- Promotional poster
- Directed by: Ashish Deo
- Produced by: Shri Vijay Kamble
- Starring: Ashutosh Rana; Chitrashi Rawat; Murli Sharma; Achint Kaur;
- Cinematography: Shailesh Awasthi
- Edited by: Anand Diwan
- Music by: Akshay Hariharan Sahil Sultanpuri (lyrics)
- Production company: Samajik Samata Manch Film Company
- Release date: 20 March 2015;
- Running time: 105 minutes
- Country: India
- Language: Hindi

= Black Home =

Black Home is a 2015 Hindi social drama thriller film produced by Shri Vijay Kamble and co-produced by Mahesh R. Salunke under the banner Samajik Samata Manch Film Company. The film is written & directed by Ashish Deo. The film sheds light on the gruesome living conditions and the violence faced by minor girls in Rajawadi Remand Home. It's a research based film inspired by true incidents with a lot of information from news papers and real life interviews of girls from the remand home to better understand the intensity of the subject. The music for the film is scored by Akshay Hariharan and lyrics are penned by Sahil Sultanpuri. The soundtrack was released in September 2013. Akshay Hariharan, son of noted Tamil singer Hariharan debuted in this film.

==Plot==
Rajawadi Remand Home is in lot of controversy because of many illegal activities. DK, a news channel bureau chief, wants to bring out the facts. Amidst channel politics, he appoints a newbie journalist Anjali to expose the racket and the dark side of the society shows its ugly face. It unfolds so many cruel realities of the crime & politics, which go ignored. The system is, however, not so easy to expose.
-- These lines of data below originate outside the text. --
//! The schema-aware storage facade.

mod iter;
mod ops;
mod txn;

pub use iter::SchemaIter;
pub use txn::StorageTxn;

use crate::backend::{conflict, Backend, KvRead, KvWrite};
use crate::config::{RetryPolicy, StorageConfig};
use crate::error::CoreResult;
use crate::registry::SchemaRegistry;
use crate::schema::Schema;
use ops::Context;
use schemastore_engine::{Engine, EngineConfig};
use std::fmt::{self, Display};

/// One page of a paginated scan.
#[derive(Debug, Clone, PartialEq, Eq)]
pub struct Page<T> {
    /// Records in key order.
    pub items: Vec<T>,
    /// Key of the last item when the page is full; pass it as `start` to
    /// fetch the next page. The empty logical key is a valid cursor.
    pub last_key: Option<String>,
}

/// Typed, schema-aware storage over a [`Backend`].
///
/// Records are addressed by `(schema, logical key)`. Every write of an
/// indexed schema keeps its index entries consistent by running inside an
/// optimistic transaction.
///
/// # Example
///
/// ```rust
/// use schemastore_core::{Schema, Storage};
/// use serde::{Deserialize, Serialize};
///
/// #[derive(Debug, PartialEq, Serialize, Deserialize)]
/// struct Player {
///     name: String,
/// }
///
/// impl Schema for Player {
///     const NAME: &'static str = "Player";
/// }
///
/// let storage = Storage::in_memory();
/// storage.put("p1", &Player { name: "Alice".into() }).unwrap();
/// assert_eq!(
///     storage.find::<Player>("p1").unwrap(),
///     Some(Player { name: "Alice".into() })
/// );
/// ```
pub struct Storage<B: Backend = Engine> {
    backend: B,
    registry: SchemaRegistry,
    config: StorageConfig,
}

impl<B: Backend> fmt::Debug for Storage<B> {
    fn fmt(&self, f: &mut fmt::Formatter<'_>) -> fmt::Result {
        f.debug_struct("Storage")
            .field("registry", &self.registry)
            .field("config", &self.config)
            .finish_non_exhaustive()
    }
}

impl Storage<Engine> {
    /// Opens storage on an engine built from `config`.
    ///
    /// # Errors
    ///
    /// Returns an error if the engine cannot be opened.
    pub fn open(config: EngineConfig) -> CoreResult<Self> {
        Ok(Self::new(Engine::open(config)?))
    }

    /// Opens storage with explicit engine and storage configuration.
    ///
    /// # Errors
    ///
    /// Returns an error if the engine cannot be opened.
    pub fn open_with(engine: EngineConfig, storage: StorageConfig) -> CoreResult<Self> {
        Ok(Self::with_config(Engine::open(engine)?, storage))
    }

    /// Creates storage on a fresh in-memory engine.
    #[must_use]
    pub fn in_memory() -> Self {
        Self::new(Engine::in_memory())
    }

    /// Syncs the commit log.
    ///
    /// # Errors
    ///
    /// Returns an error if the sync fails.
    pub fn sync(&self) -> CoreResult<()> {
        Ok(self.backend.sync()?)
    }

    /// Closes the engine and releases its directory lock.
    ///
    /// # Errors
    ///
    /// Returns an error if the final sync fails.
    pub fn close(&self) -> CoreResult<()> {
        Ok(self.backend.close()?)
    }
}

impl<B: Backend> Storage<B> {
    /// Creates storage over `backend` with default configuration.
    pub fn new(backend: B) -> Self {
        Self::with_config(backend, StorageConfig::default())
    }

    /// Creates storage over `backend` with `config`.
    pub fn with_config(backend: B, config: StorageConfig) -> Self {
        Self {
            backend,
            registry: SchemaRegistry::new(),
            config,
        }
    }

    /// The underlying backend.
    pub fn backend(&self) -> &B {
        &self.backend
    }

    /// The schema registry.
    pub fn registry(&self) -> &SchemaRegistry {
        &self.registry
    }

    /// The storage configuration.
    pub fn config(&self) -> &StorageConfig {
        &self.config
    }

    fn cx(&self) -> Context<'_> {
        Context {
            registry: &self.registry,
            auto_register: self.config.auto_register,
        }
    }

    /// Registers `T` explicitly.
    ///
    /// # Errors
    ///
    /// Returns a schema error for invalid or conflicting declarations.
    pub fn register<T: Schema>(&self) -> CoreResult<()> {
        self.registry.register::<T>()
    }

    /// Returns `true` if `T` declares an index named `index`.
    ///
    /// # Errors
    ///
    /// Returns a schema error if `T` cannot be resolved.
    pub fn has_index<T: Schema>(&self, index: &str) -> CoreResult<bool> {
        self.cx().schema::<T>()?;
        Ok(self.registry.has_index(T::NAME, index))
    }

    /// Reads the record at `key`. A missing key is `Ok(None)`.
    ///
    /// # Errors
    ///
    /// Returns a record error if the read or decode fails.
    pub fn find<T: Schema>(&self, key: &str) -> CoreResult<Option<T>> {
        ops::find(self.cx(), &self.backend, key)
    }

    /// Reads the record at `key`, failing with `NotFound` if absent.
    ///
    /// # Errors
    ///
    /// Returns `NotFound` or a record error.
    pub fn get<T: Schema>(&self, key: &str) -> CoreResult<T> {
        ops::get(self.cx(), &self.backend, key)
    }

    /// Writes `value` at `key`.
    ///
    /// For an indexed schema the prior value is read and stale index
    /// entries are replaced in the same transaction.
    ///
    /// # Errors
    ///
    /// Returns a record error on encode or write failure, or
    /// `TransactionConflict` if a bounded retry policy runs out.
    pub fn put<T: Schema>(&self, key: &str, value: &T) -> CoreResult<()> {
        let cx = self.cx();
        let schema = cx.schema::<T>()?;
        if !schema.is_indexed() {
            return ops::put_plain(&schema, &self.backend, key, value);
        }
        self.write_atomically::<T, _>(key, |txn| ops::put_in_txn(cx, txn, key, value))
    }

    /// Removes the record at `key` and its index entries.
    ///
    /// Returns `false` if there was no record.
    ///
    /// # Errors
    ///
    /// Returns a record error on failure, or `TransactionConflict` if a
    /// bounded retry policy runs out.
    pub fn remove<T: Schema>(&self, key: &str) -> CoreResult<bool> {
        let cx = self.cx();
        let schema = cx.schema::<T>()?;
        if !schema.is_indexed() {
            return ops::remove_plain(&schema, &self.backend, key);
        }
        self.write_atomically::<T, _>(key, |txn| ops::remove_in_txn::<T, B::Txn>(cx, txn, key))
    }

    /// Reads several records. The result has one slot per key, in order.
    ///
    /// # Errors
    ///
    /// Returns a record error for the first key that fails to decode.
    pub fn multi_get<T: Schema, K: AsRef<str>>(&self, keys: &[K]) -> CoreResult<Vec<Option<T>>> {
        ops::multi_get(self.cx(), &self.backend, keys)
    }

    /// Iterates records whose key starts with `prefix`, beginning at
    /// `lower_bound` when it sorts after `prefix`.
    ///
    /// # Errors
    ///
    /// Returns an error if the scan cannot start.
    pub fn seek<T: Schema>(&self, prefix: &str, lower_bound: Option<&str>) -> CoreResult<SchemaIter<T, B::Iter>> {
        ops::seek(self.cx(), &self.backend, prefix, lower_bound)
    }

    /// Collects up to `max` records under `prefix`; `0` means all.
    ///
    /// # Errors
    ///
    /// Returns the first read or decode error.
    pub fn seek_all<T: Schema>(&self, prefix: &str, max: usize) -> CoreResult<Vec<T>> {
        ops::seek_all(self.cx(), &self.backend, prefix, max)
    }

    /// Removes every record under `prefix` with its index entries.
    /// Returns the number of records removed.
    ///
    /// # Errors
    ///
    /// Returns the first read or write error, or `TransactionConflict` if a
    /// bounded retry policy runs out.
    pub fn remove_by_prefix<T: Schema>(&self, prefix: &str) -> CoreResult<usize> {
        let cx = self.cx();
        let schema = cx.schema::<T>()?;
        if !schema.is_indexed() {
            return ops::remove_by_prefix_plain(&schema, &self.backend, prefix);
        }
        self.write_atomically::<T, _>(prefix, |txn| {
            ops::remove_by_prefix_in_txn::<T, B::Txn>(cx, txn, prefix)
        })
    }

    /// Reads one page of at most `max` records under `prefix`, strictly
    /// after `start` (`None` starts at the beginning, `max == 0` reads
    /// everything).
    ///
    /// Pass the previous page's `last_key` as `start` to continue:
    ///
    /// ```rust,ignore
    /// let mut cursor = None;
    /// loop {
    ///     let page = storage.next::<Player>("", cursor.as_deref(), 100)?;
    ///     // ...
    ///     match page.last_key {
    ///         Some(key) => cursor = Some(key),
    ///         None => break,
    ///     }
    /// }
    /// ```
    ///
    /// # Errors
    ///
    /// Returns the first read or decode error.
    pub fn next<T: Schema>(&self, prefix: &str, start: Option<&str>, max: usize) -> CoreResult<Page<T>> {
        ops::next(self.cx(), &self.backend, prefix, start, max)
    }

    /// Records whose `index` value equals `value`, in index key order.
    ///
    /// # Errors
    ///
    /// Returns `UnknownIndex` for an undeclared index, `IndexInconsistency`
    /// if an entry refers to a missing record, or a read error.
    pub fn get_by_index<T: Schema>(&self, index: &str, value: &impl Display) -> CoreResult<Vec<T>> {
        ops::get_by_index(self.cx(), &self.backend, index, &value.to_string())
    }

    /// Atomically replaces the record at `key` with `f(current)` and
    /// returns the value written.
    ///
    /// `f` re-runs after every conflict, so it must depend only on its
    /// argument.
    ///
    /// # Errors
    ///
    /// Returns a record error on failure, or `TransactionConflict` if a
    /// bounded retry policy runs out.
    pub fn update<T, F>(&self, key: &str, mut f: F) -> CoreResult<T>
    where
        T: Schema,
        F: FnMut(Option<T>) -> T,
    {
        let cx = self.cx();
        self.write_atomically::<T, _>(key, |txn| {
            let current = ops::find_for_update(cx, txn, key)?;
            let next = f(current);
            ops::put_in_txn(cx, txn, key, &next)?;
            Ok(next)
        })
    }

    /// Like [`update`](Self::update), but `f` may decline by returning
    /// `None`, which leaves the record untouched and returns `Ok(None)`.
    ///
    /// # Errors
    ///
    /// Returns a record error on failure, or `TransactionConflict` if a
    /// bounded retry policy runs out.
    pub fn try_update<T, F>(&self, key: &str, mut f: F) -> CoreResult<Option<T>>
    where
        T: Schema,
        F: FnMut(Option<T>) -> Option<T>,
    {
        let cx = self.cx();
        let mut attempts = 0u32;
        let mut declined = false;
        let mut written = None;

        let committed = self.backend.transaction_with(self.config.retry, |txn| {
            attempts += 1;
            written = None;
            let current = ops::find_for_update(cx, txn, key)?;
            match f(current) {
                None => {
                    declined = true;
                    Ok(false)
                }
                Some(next) => {
                    ops::put_in_txn(cx, txn, key, &next)?;
                    written = Some(next);
                    Ok(true)
                }
            }
        })?;

        if committed {
            Ok(written)
        } else if declined {
            Ok(None)
        } else {
            Err(conflict(T::NAME, key, attempts))
        }
    }

    /// Runs `f` in a transaction using the configured retry policy.
    ///
    /// `Ok(true)` from `f` commits, `Ok(false)` aborts; an error aborts and
    /// is returned. Returns whether the transaction committed.
    ///
    /// # Errors
    ///
    /// Propagates errors from `f` and from the engine.
    pub fn transaction<F>(&self, f: F) -> CoreResult<bool>
    where
        F: FnMut(&StorageTxn<'_, B::Txn>) -> CoreResult<bool>,
    {
        self.transaction_with(self.config.retry, f)
    }

    /// Runs `f` in a transaction under an explicit retry policy.
    ///
    /// # Errors
    ///
    /// Propagates errors from `f` and from the engine.
    pub fn transaction_with<F>(&self, policy: RetryPolicy, mut f: F) -> CoreResult<bool>
    where
        F: FnMut(&StorageTxn<'_, B::Txn>) -> CoreResult<bool>,
    {
        let cx = self.cx();
        self.backend
            .transaction_with(policy, |txn| f(&StorageTxn::new(txn, cx)))
    }

    /// Drops every index entry of `T` and rebuilds them from live records.
    /// Returns the number of records indexed.
    ///
    /// # Errors
    ///
    /// Returns the first read, decode or write error.
    pub fn rebuild_indexes<T: Schema>(&self) -> CoreResult<usize> {
        let cx = self.cx();
        self.write_atomically::<T, _>("", |txn| ops::rebuild_indexes::<T, B::Txn>(cx, txn))
    }

    /// Reads a raw store key.
    ///
    /// # Errors
    ///
    /// Returns an error if the engine fails.
    pub fn get_raw(&self, key: &str) -> CoreResult<Option<Vec<u8>>> {
        self.backend.get(key)
    }

    /// Writes a raw store key, bypassing encoding and index maintenance.
    ///
    /// # Errors
    ///
    /// Returns an error if the engine fails.
    pub fn put_raw(&self, key: &str, value: &[u8]) -> CoreResult<()> {
        self.backend.put(key, value)
    }

    /// Removes a raw store key.
    ///
    /// # Errors
    ///
    /// Returns an error if the engine fails.
    pub fn remove_raw(&self, key: &str) -> CoreResult<()> {
        self.backend.remove(key)
    }

    /// Iterates raw store keys under `prefix`.
    ///
    /// # Errors
    ///
    /// Returns an error if the engine fails.
    pub fn seek_raw(&self, prefix: &str, lower_bound: Option<&str>) -> CoreResult<B::Iter> {
        self.backend.seek(prefix, lower_bound)
    }

    /// Runs `body` in a retried transaction and returns its output.
    fn write_atomically<T, R>(
        &self,
        key: &str,
        mut body: impl FnMut(&B::Txn) -> CoreResult<R>,
    ) -> CoreResult<R>
    where
        T: Schema,
    {
        let mut attempts = 0u32;
        let mut output = None;

        let committed = self.backend.transaction_with(self.config.retry, |txn| {
            attempts += 1;
            output = Some(body(txn)?);
            Ok(true)
        })?;

        match output {
            Some(value) if committed => Ok(value),
            _ => Err(conflict(T::NAME, key, attempts)),
        }
    }
}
The film attempts to highlight the harsh situations faced by kids in remand homes.

==Impact==
Juvenile Act is implied for the betterment of children's future. But unfortunately the reality is unimaginable. The child, who comes to the remand home, is not criminal always. It is most of the time an unwanted child of the house or the parents are poor to raise this child.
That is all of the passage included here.